9 in 10 New HIV Infections Come from People Not Receiving HIV Care. Besides being more likely to transmit the disease, people living with HIV who are not receiving care also have starkly higher rates of AIDS diagnosis and mortality.
The new data highlight further disparities in rates of HIV diagnosis and access to HIV care among minorities, with African Americans experiencing the highest rates of HIV diagnoses. New diagnoses were also concentrated in young adults (ages 25-29) and among people living in the South.
The data show clear progress in health outcomes among people living with HIV who are in care and accessing anti-retroviral medication (ARVs), reflecting persistent disparities between those who are receiving HIV care and those who are not. As data continue to underscore the importance of early HIV diagnosis and access to care, AIDS United staunchly advocates reponsive policies and funding for successful programs that help to educate all people about HIV prevention and treatment.

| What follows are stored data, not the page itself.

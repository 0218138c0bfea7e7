use crate::types::ToolError;
use reqwest::header::ACCEPT;
use reqwest::{Client, Url};
use schemars::JsonSchema;
use serde::{Deserialize, Serialize};
use serde_json::Value;
use std::time::Duration;
use threadgraph_macros::tools;
use tracing::debug;

const DEFAULT_SEARCH_URL: &str = "https://api.duckduckgo.com/";
const DEFAULT_STOCK_API_URL: &str = "https://api.freeapi.app";
const DEFAULT_HTTP_TIMEOUT_SECS: u64 = 30;
const NO_SEARCH_RESULT: &str = "No good DuckDuckGo Search Result was found";

/// Endpoints and limits of the network-backed standard tools
#[derive(Debug, Clone, PartialEq, Eq)]
pub struct StandardToolsConfig {
    /// DuckDuckGo instant answer API (or anything speaking its JSON)
    pub search_url: String,
    /// Base URL of the market data API serving `/api/v1/public/stocks/{symbol}`
    pub stock_api_url: String,
    pub timeout_secs: u64,
}

impl Default for StandardToolsConfig {
    fn default() -> Self {
        Self {
            search_url: DEFAULT_SEARCH_URL.to_string(),
            stock_api_url: DEFAULT_STOCK_API_URL.to_string(),
            timeout_secs: DEFAULT_HTTP_TIMEOUT_SECS,
        }
    }
}

#[derive(Debug, Clone, Serialize, Deserialize, JsonSchema)]
pub struct CalculatorParams {
    #[schemars(description = "First operand")]
    pub first_num: f64,
    #[schemars(description = "Second operand")]
    pub second_num: f64,
    #[schemars(description = "One of add, subtract, multiply, divide")]
    pub operation: String,
}

#[derive(Debug, Clone, PartialEq, Serialize, Deserialize)]
pub struct CalculatorResponse {
    pub first_num: f64,
    pub second_num: f64,
    pub operation: String,
    pub result: f64,
}

#[derive(Debug, Clone, Serialize, Deserialize, JsonSchema)]
pub struct SearchParams {
    #[schemars(description = "Search query")]
    pub query: String,
}

#[derive(Debug, Clone, Serialize, Deserialize, JsonSchema)]
pub struct StockPriceParams {
    #[schemars(description = "Ticker symbol, e.g. TCS or RELIANCE")]
    pub symbol: String,
}

fn round2(value: f64) -> f64 {
    (value * 100.0).round() / 100.0
}

/// Arithmetic behind the `calculator` tool.
///
/// `subtract` yields the absolute difference, dividing by zero yields `0`, and
/// `multiply` / `divide` are rounded to two decimals.
pub fn calculate(first_num: f64, second_num: f64, operation: &str) -> Result<f64, ToolError> {
    match operation {
        "add" => Ok(first_num + second_num),
        "subtract" => Ok((first_num - second_num).abs()),
        "multiply" => Ok(round2(first_num * second_num)),
        "divide" if second_num == 0.0 => Ok(0.0),
        "divide" => Ok(round2(first_num / second_num)),
        other => Err(ToolError::InvalidArguments(format!(
            "Invalid operation: {}",
            other
        ))),
    }
}

/// Calculator, web search and stock price lookup.
#[derive(Debug, Clone)]
pub struct StandardTools {
    http: Client,
    config: StandardToolsConfig,
}

impl Default for StandardTools {
    fn default() -> Self {
        Self::new(StandardToolsConfig::default())
    }
}

impl StandardTools {
    pub fn new(config: StandardToolsConfig) -> Self {
        let http = Client::builder()
            .timeout(Duration::from_secs(config.timeout_secs))
            .build()
            .unwrap_or_default();
        Self { http, config }
    }

    pub fn config(&self) -> &StandardToolsConfig {
        &self.config
    }

    pub(super) fn stock_url(&self, symbol: &str) -> Result<Url, ToolError> {
        let mut url = Url::parse(&self.config.stock_api_url)
            .map_err(|e| ToolError::Execution(format!("bad stock api url: {}", e)))?;
        url.path_segments_mut()
            .map_err(|_| ToolError::Execution("stock api url cannot be a base".into()))?
            .pop_if_empty()
            .extend(["api", "v1", "public", "stocks", symbol]);
        Ok(url)
    }
}

/// Flattens a DuckDuckGo instant answer into plain text snippets.
pub(super) fn search_snippets(body: &Value) -> Vec<String> {
    fn collect_topics(topics: &Value, out: &mut Vec<String>) {
        for topic in topics.as_array().into_iter().flatten() {
            match topic.get("Text").and_then(Value::as_str) {
                Some(text) if !text.is_empty() => out.push(text.to_string()),
                _ => {}
            }
            if let Some(nested) = topic.get("Topics") {
                collect_topics(nested, out);
            }
        }
    }

    let mut snippets = Vec::new();
    for key in ["Answer", "AbstractText", "Definition"] {
        if let Some(text) = body.get(key).and_then(Value::as_str) {
            if !text.is_empty() {
                snippets.push(text.to_string());
            }
        }
    }
    if let Some(topics) = body.get("RelatedTopics") {
        collect_topics(topics, &mut snippets);
    }
    snippets
}

#[tools(
    calculator = "Perform a basic arithmetic operation on two numbers. Supported operations are add, subtract, multiply, divide",
    duckduckgo_search = "A wrapper around DuckDuckGo Search. Useful for when you need to answer questions about current events. Input should be a search query.",
    get_stock_price = "Get the current stock price of the provided symbol of the Indian stock exchange"
)]
impl StandardTools {
    async fn calculator(&self, params: CalculatorParams) -> Result<CalculatorResponse, ToolError> {
        let result = calculate(params.first_num, params.second_num, &params.operation)?;
        Ok(CalculatorResponse {
            first_num: params.first_num,
            second_num: params.second_num,
            operation: params.operation,
            result,
        })
    }

    async fn duckduckgo_search(&self, params: SearchParams) -> Result<String, ToolError> {
        debug!(query = %params.query, "web search");
        let response = self
            .http
            .get(&self.config.search_url)
            .query(&[
                ("q", params.query.as_str()),
                ("format", "json"),
                ("no_html", "1"),
                ("skip_disambig", "1"),
            ])
            .send()
            .await?;

        let status = response.status();
        if !status.is_success() {
            return Err(ToolError::Execution(format!(
                "search failed: HTTP {}",
                status
            )));
        }

        let body: Value = response.json().await?;
        let snippets = search_snippets(&body);
        if snippets.is_empty() {
            Ok(NO_SEARCH_RESULT.to_string())
        } else {
            Ok(snippets.join("\n"))
        }
    }

    async fn get_stock_price(&self, params: StockPriceParams) -> Result<Value, ToolError> {
        let url = self.stock_url(&params.symbol)?;
        debug!(%url, "stock price lookup");
        let response = self
            .http
            .get(url)
            .header(ACCEPT, "application/json")
            .send()
            .await?;
        // The body is handed back verbatim, error payloads included.
        response
            .json::<Value>()
            .await
            .map_err(|e| ToolError::Execution(format!("stock api returned non-JSON body: {}", e)))
    }
}
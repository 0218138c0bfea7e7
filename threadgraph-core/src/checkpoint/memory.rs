use super::{dedup_in_order, prepare_write, Checkpoint, CheckpointStore};
use crate::graph::Phase;
use crate::types::{Message, StoreResult};
use async_trait::async_trait;
use chrono::Utc;
use tokio::sync::RwLock;
use tracing::debug;
use uuid::Uuid;

/// Process-local checkpoint log, lost on exit.
#[derive(Debug, Default)]
pub struct MemoryCheckpointStore {
    log: RwLock<Vec<Checkpoint>>,
}

impl MemoryCheckpointStore {
    pub fn new() -> Self {
        Self::default()
    }
}

#[async_trait]
impl CheckpointStore for MemoryCheckpointStore {
    async fn put(
        &self,
        thread_id: &str,
        messages: &[Message],
        next: Phase,
    ) -> StoreResult<Option<Checkpoint>> {
        let mut log = self.log.write().await;
        let existing: Vec<Message> = log
            .iter()
            .filter(|c| c.thread_id == thread_id)
            .flat_map(|c| c.messages.iter().cloned())
            .collect();

        let fresh = prepare_write(thread_id, &existing, messages)?;
        if fresh.is_empty() {
            return Ok(None);
        }

        let step = log.iter().filter(|c| c.thread_id == thread_id).count() as u64;
        let checkpoint = Checkpoint {
            id: Uuid::new_v4().to_string(),
            thread_id: thread_id.to_string(),
            step,
            next,
            messages: fresh,
            created_at: Utc::now(),
        };
        debug!(thread_id, step, next = %next, count = checkpoint.messages.len(), "checkpoint written");
        log.push(checkpoint.clone());
        Ok(Some(checkpoint))
    }

    async fn history(&self, thread_id: &str) -> StoreResult<Vec<Checkpoint>> {
        let log = self.log.read().await;
        Ok(log
            .iter()
            .filter(|c| c.thread_id == thread_id)
            .cloned()
            .collect())
    }

    async fn list_threads(&self) -> StoreResult<Vec<String>> {
        let log = self.log.read().await;
        Ok(dedup_in_order(log.iter().map(|c| c.thread_id.clone())))
    }
}
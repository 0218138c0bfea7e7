//! Threadgraph is a conversational assistant core: a chat model driven through an
//! explicit turn state machine, with tool calling and checkpointed threads.

#![allow(unused_extern_crates)]
extern crate self as threadgraph_core;

pub mod checkpoint;
pub mod completion;
pub mod graph;
pub mod node;
pub mod session;
pub mod tool;
pub mod types;

#[doc(hidden)]
pub use async_trait;

pub mod prelude {
    //! Convenient re-exports of commonly used types
    pub use crate::checkpoint::{
        Checkpoint, CheckpointStore, MemoryCheckpointStore, SqliteCheckpointStore, ThreadState,
    };
    pub use crate::completion::{
        ChatClient, ChatClientImpl, ChatCompletionCallOptions, ChatCompletionRequestOptions,
        ChatModel, LangSmithTracer, ModelDelta, ModelRequest, OpenAiChatModel, TracingError,
        TracingProvider,
    };
    pub use crate::graph::{
        ExecutorConfig, Phase, ThreadDirectory, TurnEvent, TurnExecutor, TurnStream,
    };
    pub use crate::node::{ChatNode, Context, Node, NodeConfig, NodeConfigBuilder, ToolNode};
    pub use crate::session::{ChatSession, DisplayMessage};
    pub use crate::tool::{
        JsonSchema, StandardTools, StandardToolsConfig, ToolFunction, ToolRegistry, ToolSchema,
    };
    pub use crate::types::{
        ChatState, Message, ModelError, NodeError, NodeResult, Role, StoreError, StoreResult,
        ToolCall, ToolError, ToolStatus, TurnError, TurnResult, UpdateableState,
    };
}

// Re-export main types
pub use prelude::*;
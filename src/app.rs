//! Wiring of the core pieces from an [`AppConfig`].

use crate::config::{AppConfig, StoreLocation};
use std::sync::Arc;
use threadgraph_core::prelude::*;
use tracing::info;

/// Opens the configured checkpoint store.
pub async fn build_store(config: &AppConfig) -> StoreResult<Arc<dyn CheckpointStore>> {
    match &config.store {
        StoreLocation::Memory => {
            info!("using in-memory checkpoints");
            Ok(Arc::new(MemoryCheckpointStore::new()))
        }
        StoreLocation::Sqlite(path) => {
            if let Some(parent) = path.parent().filter(|p| !p.as_os_str().is_empty()) {
                std::fs::create_dir_all(parent)?;
            }
            info!(path = %path.display(), "using sqlite checkpoints");
            Ok(Arc::new(SqliteCheckpointStore::open(path).await?))
        }
    }
}

/// OpenAI-compatible chat model, traced to LangSmith when configured.
pub fn build_model(config: &AppConfig) -> Arc<dyn ChatModel> {
    let mut client = match &config.api_base {
        Some(base) => ChatClientImpl::with_api_base(config.api_key.clone(), base.clone()),
        None => ChatClientImpl::new(config.api_key.clone()),
    };
    if let Some(langsmith) = &config.langsmith {
        let mut tracer =
            LangSmithTracer::new(langsmith.api_key.clone()).with_project(langsmith.project.clone());
        if let Some(endpoint) = &langsmith.endpoint {
            tracer = tracer.with_base_url(endpoint.clone());
        }
        info!(project = %langsmith.project, "tracing completions to LangSmith");
        client = client.with_tracer(Arc::new(tracer));
    }

    let options = ChatCompletionRequestOptions {
        model: config.model.clone(),
        ..Default::default()
    };
    Arc::new(OpenAiChatModel::new(Arc::new(client), options))
}

/// Standard tools, or none when tools are switched off.
pub fn build_registry(config: &AppConfig) -> ToolRegistry {
    if config.tools_enabled {
        ToolRegistry::standard(StandardTools::new(config.tools.clone()))
    } else {
        ToolRegistry::new()
    }
}

pub fn build_executor(
    config: &AppConfig,
    store: Arc<dyn CheckpointStore>,
    model: Arc<dyn ChatModel>,
) -> TurnExecutor {
    let mut chat = ChatNode::new(model).with_config(config.node.clone());
    if let Some(prompt) = &config.system_prompt {
        chat = chat.with_system_prompt(prompt.clone());
    }
    let tools = ToolNode::new(Arc::new(build_registry(config)));
    TurnExecutor::new(store, chat, tools).with_config(ExecutorConfig {
        recursion_limit: config.recursion_limit,
    })
}

/// Store, model and executor, ready for a [`ChatSession`].
pub async fn build(config: &AppConfig) -> StoreResult<TurnExecutor> {
    let store = build_store(config).await?;
    Ok(build_executor(config, store, build_model(config)))
}
/// Configuration for node execution
#[derive(Debug, Clone, PartialEq)]
pub struct NodeConfig {
    /// Total attempts for a failing model call; 1 means no retry
    pub max_retries: usize,
    /// Timeout for one model call in seconds
    pub timeout: u64,
}

impl Default for NodeConfig {
    fn default() -> Self {
        Self {
            max_retries: 1,
            timeout: 60,
        }
    }
}

/// Builder for node configuration
#[derive(Debug, Default)]
pub struct NodeConfigBuilder {
    config: NodeConfig,
}

impl NodeConfigBuilder {
    pub fn new() -> Self {
        Self::default()
    }

    pub fn max_retries(mut self, retries: usize) -> Self {
        self.config.max_retries = retries;
        self
    }

    pub fn timeout(mut self, seconds: u64) -> Self {
        self.config.timeout = seconds;
        self
    }

    pub fn build(self) -> NodeConfig {
        self.config
    }
}
mod common;

use common::{answer, call_tools, executor, roles, ScriptedModel, Step};
use futures::StreamExt;
use serde_json::{json, Value};
use std::sync::Arc;
use threadgraph_core::prelude::*;

fn multiply(id: &str, a: i64, b: i64) -> (&str, &str, Value) {
    (
        id,
        "calculator",
        json!({ "first_num": a, "second_num": b, "operation": "multiply" }),
    )
}

#[tokio::test]
async fn test_multi_step_tool_use() {
    let store: Arc<dyn CheckpointStore> = Arc::new(MemoryCheckpointStore::new());
    let model = ScriptedModel::new(vec![
        call_tools(vec![multiply("call_1", 6, 7)]),
        answer("6 times 7 is 42."),
    ]);
    let executor = executor(store.clone(), model.clone());

    let state = executor
        .invoke(&Context::for_thread("math"), "What is 6 times 7?")
        .await
        .unwrap();

    assert_eq!(
        roles(&state.messages),
        vec![Role::User, Role::Assistant, Role::Tool, Role::Assistant]
    );
    assert_eq!(state.final_answer(), Some("6 times 7 is 42."));

    let tool_message = &state.messages[2];
    assert_eq!(tool_message.tool_call_id.as_deref(), Some("call_1"));
    let result: Value = serde_json::from_str(&tool_message.content).unwrap();
    assert_eq!(result["result"], 42.0);

    // The second inference sees the tool result
    let requests = model.requests();
    assert_eq!(requests.len(), 2);
    assert_eq!(requests[0].tools.len(), 3);
    assert_eq!(requests[1].messages.len(), 3);
    assert_eq!(requests[1].messages[2].role, Role::Tool);

    assert_eq!(store.read("math").await.unwrap(), state.messages);
    assert_eq!(store.get_state("math").await.unwrap().next, Phase::End);
}

#[tokio::test]
async fn test_parallel_tool_calls_answered_in_order() {
    let store: Arc<dyn CheckpointStore> = Arc::new(MemoryCheckpointStore::new());
    let model = ScriptedModel::new(vec![
        call_tools(vec![
            multiply("call_a", 2, 3),
            ("call_b", "get_weather", json!({ "city": "Ann Arbor" })),
            multiply("call_c", 4, 5),
        ]),
        answer("6 and 20; no weather tool."),
    ]);
    let executor = executor(store.clone(), model);

    let state = executor
        .invoke(&Context::for_thread("t"), "compute")
        .await
        .unwrap();

    let answered: Vec<_> = state.messages[2..5]
        .iter()
        .map(|m| (m.tool_call_id.clone().unwrap(), m.status.unwrap()))
        .collect();
    assert_eq!(
        answered,
        vec![
            ("call_a".to_string(), ToolStatus::Success),
            ("call_b".to_string(), ToolStatus::Error),
            ("call_c".to_string(), ToolStatus::Success),
        ]
    );
    let error: Value = serde_json::from_str(&state.messages[3].content).unwrap();
    assert!(error["error"].as_str().unwrap().contains("get_weather"));
    assert_eq!(state.messages.len(), 6);
}

#[tokio::test]
async fn test_threads_are_isolated() {
    let store: Arc<dyn CheckpointStore> = Arc::new(MemoryCheckpointStore::new());
    let model = ScriptedModel::new(vec![answer("Hi A"), answer("Hi B"), answer("Again A")]);
    let executor = executor(store.clone(), model.clone());

    executor
        .invoke(&Context::for_thread("a"), "hello from a")
        .await
        .unwrap();
    executor
        .invoke(&Context::for_thread("b"), "hello from b")
        .await
        .unwrap();
    let a = executor
        .invoke(&Context::for_thread("a"), "again")
        .await
        .unwrap();

    let contents: Vec<_> = a.messages.iter().map(|m| m.content.as_str()).collect();
    assert_eq!(contents, vec!["hello from a", "Hi A", "again", "Again A"]);
    assert_eq!(store.read("b").await.unwrap().len(), 2);
    // The third inference only saw thread a
    assert_eq!(model.requests()[2].messages.len(), 3);
    assert_eq!(store.list_threads().await.unwrap(), vec!["a", "b"]);
}

#[tokio::test]
async fn test_stream_ends_with_final_answer() {
    let store: Arc<dyn CheckpointStore> = Arc::new(MemoryCheckpointStore::new());
    let model = ScriptedModel::new(vec![
        call_tools(vec![multiply("call_1", 3, 3)]),
        answer("The answer is 9."),
    ]);
    let executor = executor(store.clone(), model);

    let mut stream = executor.stream(Context::for_thread("s"), "3 squared?");
    let mut text = String::new();
    let mut committed = Vec::new();
    while let Some(event) = stream.next().await {
        match event.unwrap() {
            TurnEvent::Delta { content, .. } => text.push_str(&content),
            TurnEvent::Message(message) => committed.push(message),
        }
    }

    assert_eq!(text, "The answer is 9.");
    assert_eq!(
        roles(&committed),
        vec![Role::User, Role::Assistant, Role::Tool, Role::Assistant]
    );
    assert_eq!(committed[1].tool_calls[0].args["operation"], "multiply");
    assert_eq!(committed.last().unwrap().content, "The answer is 9.");
    assert!(stream.is_finished());
    assert_eq!(store.read("s").await.unwrap(), committed);
}

#[tokio::test]
async fn test_provider_error_leaves_resumable_history() {
    let store: Arc<dyn CheckpointStore> = Arc::new(MemoryCheckpointStore::new());
    let failing = ScriptedModel::new(vec![
        call_tools(vec![multiply("call_1", 2, 2)]),
        Step::Fail(ModelError::Provider("rate limited".into())),
    ]);

    let err = executor(store.clone(), failing)
        .invoke(&Context::for_thread("t"), "2 times 2?")
        .await
        .unwrap_err();
    assert!(matches!(
        err,
        TurnError::Node(NodeError::Model(ModelError::Provider(_)))
    ));

    let stored = store.read("t").await.unwrap();
    assert_eq!(roles(&stored), vec![Role::User, Role::Assistant, Role::Tool]);
    assert_eq!(store.get_state("t").await.unwrap().next, Phase::ModelInference);

    let model = ScriptedModel::new(vec![answer("4")]);
    let state = executor(store.clone(), model.clone())
        .resume(&Context::for_thread("t"))
        .await
        .unwrap();
    assert_eq!(state.final_answer(), Some("4"));
    assert_eq!(state.messages.len(), 4);
    assert_eq!(model.calls(), 1);
}

#[tokio::test]
async fn test_stream_reports_turn_error() {
    let store: Arc<dyn CheckpointStore> = Arc::new(MemoryCheckpointStore::new());
    let model = ScriptedModel::new(vec![Step::Fail(ModelError::Provider("down".into()))]);
    let executor = executor(store, model);

    let events: Vec<_> = executor
        .stream(Context::for_thread("t"), "hello")
        .collect()
        .await;
    assert_eq!(events.len(), 2);
    assert!(matches!(events[0], Ok(TurnEvent::Message(_))));
    assert!(matches!(
        events[1],
        Err(TurnError::Node(NodeError::Model(ModelError::Provider(_))))
    ));
}

#[tokio::test]
async fn test_cancel_then_resume_without_duplicates() {
    let store: Arc<dyn CheckpointStore> = Arc::new(MemoryCheckpointStore::new());
    let model = ScriptedModel::new(vec![
        call_tools(vec![multiply("call_1", 5, 5)]),
        Step::Hang("The answer".into()),
    ]);
    let mut stream = executor(store.clone(), model).stream(Context::for_thread("c"), "5 times 5?");
    while let Some(event) = stream.next().await {
        if let TurnEvent::Delta { content, .. } = event.unwrap() {
            assert_eq!(content, "The answer");
            break;
        }
    }
    stream.cancel();
    while stream.next().await.is_some() {}

    let stored = store.read("c").await.unwrap();
    assert_eq!(roles(&stored), vec![Role::User, Role::Assistant, Role::Tool]);

    let model = ScriptedModel::new(vec![answer("25")]);
    let state = executor(store.clone(), model)
        .resume(&Context::for_thread("c"))
        .await
        .unwrap();
    assert_eq!(
        roles(&state.messages),
        vec![Role::User, Role::Assistant, Role::Tool, Role::Assistant]
    );
    assert_eq!(store.read("c").await.unwrap(), state.messages);
}

#[tokio::test]
async fn test_interrupted_tool_calls_are_completed_first() {
    let store: Arc<dyn CheckpointStore> = Arc::new(MemoryCheckpointStore::new());
    let calling = Message::assistant("").with_tool_calls(vec![ToolCall::new(
        "call_1",
        "calculator",
        json!({ "first_num": 9, "second_num": 3, "operation": "divide" }),
    )]);
    store
        .append("t", &[Message::user("9 / 3?"), calling])
        .await
        .unwrap();
    assert_eq!(store.get_state("t").await.unwrap().next, Phase::ToolExecution);

    let model = ScriptedModel::new(vec![answer("3"), answer("Hello!")]);
    let state = executor(store.clone(), model)
        .invoke(&Context::for_thread("t"), "and hi")
        .await
        .unwrap();

    let contents: Vec<_> = state
        .messages
        .iter()
        .map(|m| (m.role, m.content.as_str()))
        .collect();
    assert_eq!(contents[2].0, Role::Tool);
    assert_eq!(contents[3], (Role::User, "and hi"));
    assert_eq!(contents[4], (Role::Assistant, "3"));
    assert_eq!(state.messages.len(), 5);
}

#[tokio::test]
async fn test_resume_of_finished_thread_is_a_no_op() {
    let store: Arc<dyn CheckpointStore> = Arc::new(MemoryCheckpointStore::new());
    store
        .append("t", &[Message::user("hi"), Message::assistant("hello")])
        .await
        .unwrap();

    let model = ScriptedModel::new(vec![]);
    let state = executor(store.clone(), model.clone())
        .resume(&Context::for_thread("t"))
        .await
        .unwrap();
    assert_eq!(state.messages.len(), 2);
    assert_eq!(model.calls(), 0);

    let empty = executor(store, model.clone())
        .resume(&Context::for_thread("never-written"))
        .await
        .unwrap();
    assert!(empty.messages.is_empty());
    assert_eq!(model.calls(), 0);
}

#[tokio::test]
async fn test_recursion_limit() {
    let store: Arc<dyn CheckpointStore> = Arc::new(MemoryCheckpointStore::new());
    let model = ScriptedModel::new(vec![
        call_tools(vec![multiply("c1", 1, 1)]),
        call_tools(vec![multiply("c2", 1, 1)]),
        call_tools(vec![multiply("c3", 1, 1)]),
    ]);
    let executor = executor(store.clone(), model.clone())
        .with_config(ExecutorConfig { recursion_limit: 2 });

    let err = executor
        .invoke(&Context::for_thread("loop"), "loop forever")
        .await
        .unwrap_err();
    assert!(matches!(err, TurnError::RecursionLimit(2)));
    assert_eq!(model.calls(), 2);

    let stored = store.read("loop").await.unwrap();
    assert_eq!(
        roles(&stored),
        vec![Role::User, Role::Assistant, Role::Tool, Role::Assistant, Role::Tool]
    );
}

#[tokio::test]
async fn test_disabled_tools_and_system_prompt() {
    let store: Arc<dyn CheckpointStore> = Arc::new(MemoryCheckpointStore::new());
    let model = ScriptedModel::new(vec![answer("Plain answer")]);
    let chat = ChatNode::new(model.clone()).with_system_prompt("Answer briefly.");
    let executor = TurnExecutor::new(
        store.clone(),
        chat,
        ToolNode::new(Arc::new(ToolRegistry::new())),
    );

    executor
        .invoke(&Context::for_thread("t"), "hi")
        .await
        .unwrap();

    let request = &model.requests()[0];
    assert!(request.tools.is_empty());
    assert_eq!(request.system_prompt.as_deref(), Some("Answer briefly."));
    let stored = store.read("t").await.unwrap();
    assert_eq!(roles(&stored), vec![Role::User, Role::Assistant]);
}

#[tokio::test]
async fn test_tool_call_ids_reused_across_turns() {
    let store: Arc<dyn CheckpointStore> = Arc::new(MemoryCheckpointStore::new());
    let model = ScriptedModel::new(vec![
        call_tools(vec![multiply("call_0", 2, 3)]),
        answer("6"),
        call_tools(vec![multiply("call_0", 4, 5)]),
        answer("20"),
    ]);
    let executor = executor(store.clone(), model.clone());
    let ctx = Context::for_thread("reuse");

    let first = executor.invoke(&ctx, "2 times 3?").await.unwrap();
    assert_eq!(first.final_answer(), Some("6"));

    let second = executor.invoke(&ctx, "4 times 5?").await.unwrap();
    assert_eq!(second.final_answer(), Some("20"));
    assert_eq!(second.messages.len(), 8);
    assert_eq!(model.calls(), 4);

    let answers: Vec<Value> = second
        .messages
        .iter()
        .filter(|m| m.role == Role::Tool)
        .map(|m| {
            assert_eq!(m.tool_call_id.as_deref(), Some("call_0"));
            serde_json::from_str(&m.content).unwrap()
        })
        .collect();
    assert_eq!(answers[0]["result"], 6.0);
    assert_eq!(answers[1]["result"], 20.0);

    assert_eq!(store.read("reuse").await.unwrap(), second.messages);
    assert_eq!(store.get_state("reuse").await.unwrap().next, Phase::End);
}

#[tokio::test]
async fn test_streaming_plain_answer_matches_blocking() {
    let reply = "Plain text with no tools at all.";

    let blocking_model = ScriptedModel::new(vec![answer(reply)]);
    let blocking_store: Arc<dyn CheckpointStore> = Arc::new(MemoryCheckpointStore::new());
    let state = executor(blocking_store, blocking_model.clone())
        .invoke(&Context::for_thread("b"), "hi")
        .await
        .unwrap();
    assert_eq!(blocking_model.calls(), 1);

    let streaming_model = ScriptedModel::new(vec![answer(reply)]);
    let streaming_store: Arc<dyn CheckpointStore> = Arc::new(MemoryCheckpointStore::new());
    let executor = executor(streaming_store.clone(), streaming_model.clone());
    let mut stream = executor.stream(Context::for_thread("s"), "hi");
    let mut text = String::new();
    let mut deltas = 0;
    while let Some(event) = stream.next().await {
        if let TurnEvent::Delta { content, .. } = event.unwrap() {
            text.push_str(&content);
            deltas += 1;
        }
    }

    assert_eq!(streaming_model.calls(), 1);
    assert!(deltas > 1);
    assert_eq!(Some(text.as_str()), state.final_answer());
    assert_eq!(
        roles(&streaming_store.read("s").await.unwrap()),
        vec![Role::User, Role::Assistant]
    );
}

#[tokio::test]
async fn test_empty_call_ids_get_generated() {
    let store: Arc<dyn CheckpointStore> = Arc::new(MemoryCheckpointStore::new());
    let model = ScriptedModel::new(vec![
        call_tools(vec![multiply("", 2, 3), multiply("", 4, 5)]),
        answer("6 and 20"),
    ]);
    let executor = executor(store.clone(), model);

    let state = executor
        .invoke(&Context::for_thread("t"), "two products")
        .await
        .unwrap();

    assert_eq!(state.final_answer(), Some("6 and 20"));
    let calls = &state.messages[1].tool_calls;
    assert!(calls.iter().all(|c| c.id.starts_with("call_")));
    assert_ne!(calls[0].id, calls[1].id);
    assert_eq!(state.messages[2].tool_call_id.as_ref(), Some(&calls[0].id));
    assert_eq!(state.messages[3].tool_call_id.as_ref(), Some(&calls[1].id));
}
use crate::checkpoint::CheckpointStore;
use crate::types::{Message, StoreResult};
use std::sync::Arc;

/// Read-only view of the threads a store knows about.
#[derive(Debug, Clone)]
pub struct ThreadDirectory {
    store: Arc<dyn CheckpointStore>,
}

impl ThreadDirectory {
    pub fn new(store: Arc<dyn CheckpointStore>) -> Self {
        Self { store }
    }

    /// Every thread id in order of first appearance. Scans the store on each call.
    pub async fn list(&self) -> StoreResult<Vec<String>> {
        self.store.list_threads().await
    }

    /// Full history of a thread; empty if it was never written.
    pub async fn load(&self, thread_id: &str) -> StoreResult<Vec<Message>> {
        self.store.read(thread_id).await
    }
}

AIDS United is tackling this important issue head-on with the Access to Care (A2C) initiative, a public-private partnership with the Corporation for National and Community Service’s Social Innovation Fund (SIF) and 14 private funders. A2C supports innovative, evidence-based, collaborative programs to connect thousands of low-income and marginalized individuals living with HIV to supportive services and health care. AIDS United’s support includes cash grants, technical assistance, evaluation and networking opportunities that help to maximize the impact of each A2C program.